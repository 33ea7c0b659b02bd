use std::collections::BTreeMap;
use std::collections::HashMap;
use std::fmt::Debug;
use std::hash::Hash;

use crate::error::PtolemyError;
use crate::error::Result;

/// Union-find over keys where every link carries a sign: identifying
/// `a` with `sign · b`. Identifying a key with its own negation is an
/// error.
#[derive(Clone, Debug)]
pub struct SignedEquivalence<K> {
    indices: HashMap<K, usize>,
    keys: Vec<K>,
    parents: Vec<usize>,
    /// `keys[i] = signs[i] · keys[parents[i]]`
    signs: Vec<i32>,
}

impl<K> Default for SignedEquivalence<K> {
    fn default() -> Self {
        Self {
            indices: HashMap::new(),
            keys: vec![],
            parents: vec![],
            signs: vec![],
        }
    }
}

impl<K: Clone + Debug + Hash + Ord> SignedEquivalence<K> {
    pub fn len(&self) -> usize {
        self.keys.len()
    }

    pub fn is_empty(&self) -> bool {
        self.keys.is_empty()
    }

    pub fn contains(&self, key: &K) -> bool {
        self.indices.contains_key(key)
    }

    pub fn insert(&mut self, key: K) -> usize {
        if let Some(index) = self.indices.get(&key) {
            return *index;
        }
        let index = self.keys.len();
        self.indices.insert(key.clone(), index);
        self.keys.push(key);
        self.parents.push(index);
        self.signs.push(1);
        index
    }

    /// The root of the tree containing `index` and the sign of the
    /// element relative to it. Compresses the path.
    fn find(&mut self, index: usize) -> (usize, i32) {
        let parent = self.parents[index];
        if parent == index {
            return (index, 1);
        }
        let (root, parent_sign) = self.find(parent);
        let sign = self.signs[index] * parent_sign;
        self.parents[index] = root;
        self.signs[index] = sign;
        (root, sign)
    }

    fn find_without_compression(&self, mut index: usize) -> (usize, i32) {
        let mut sign = 1;
        while self.parents[index] != index {
            sign *= self.signs[index];
            index = self.parents[index];
        }
        (index, sign)
    }

    /// Records `a = sign · b`.
    pub fn identify(&mut self, a: K, b: K, sign: i32) -> Result<()> {
        debug_assert!(sign == 1 || sign == -1);
        let index_a = self.insert(a);
        let index_b = self.insert(b);
        let (root_a, sign_a) = self.find(index_a);
        let (root_b, sign_b) = self.find(index_b);
        if root_a == root_b {
            if sign_a != sign * sign_b {
                return Err(PtolemyError::structural(format!(
                    "{:?} is identified with its own negation",
                    self.keys[index_a]
                )));
            }
            return Ok(());
        }
        self.parents[root_a] = root_b;
        self.signs[root_a] = sign_a * sign * sign_b;
        Ok(())
    }

    /// The smallest key equivalent to `key` up to sign, and the sign
    /// relating them.
    pub fn representative(&self, key: &K) -> Option<(i32, K)> {
        let index = *self.indices.get(key)?;
        let (root, sign) = self.find_without_compression(index);
        let (min_sign, min_key) = (0..self.keys.len())
            .filter_map(|i| {
                let (r, s) = self.find_without_compression(i);
                (r == root).then(|| (s, &self.keys[i]))
            })
            .min_by_key(|(_, k)| *k)?;
        Some((sign * min_sign, min_key.clone()))
    }

    /// Every key mapped to its signed representative.
    pub fn canonical_representatives(&self) -> BTreeMap<K, (i32, K)> {
        let roots: Vec<(usize, i32)> = (0..self.keys.len())
            .map(|i| self.find_without_compression(i))
            .collect();
        let mut smallest: HashMap<usize, (i32, &K)> = HashMap::new();
        for (i, (root, sign)) in roots.iter().enumerate() {
            let key = &self.keys[i];
            smallest
                .entry(*root)
                .and_modify(|entry| {
                    if key < entry.1 {
                        *entry = (*sign, key);
                    }
                })
                .or_insert((*sign, key));
        }
        roots
            .iter()
            .enumerate()
            .map(|(i, (root, sign))| {
                let (min_sign, min_key) = smallest[root];
                (self.keys[i].clone(), (sign * min_sign, min_key.clone()))
            })
            .collect()
    }
}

========

Requirement →
For the listing above, give the number of lines in which the string "parents" occurs, and nothing else.

Expected answer →
9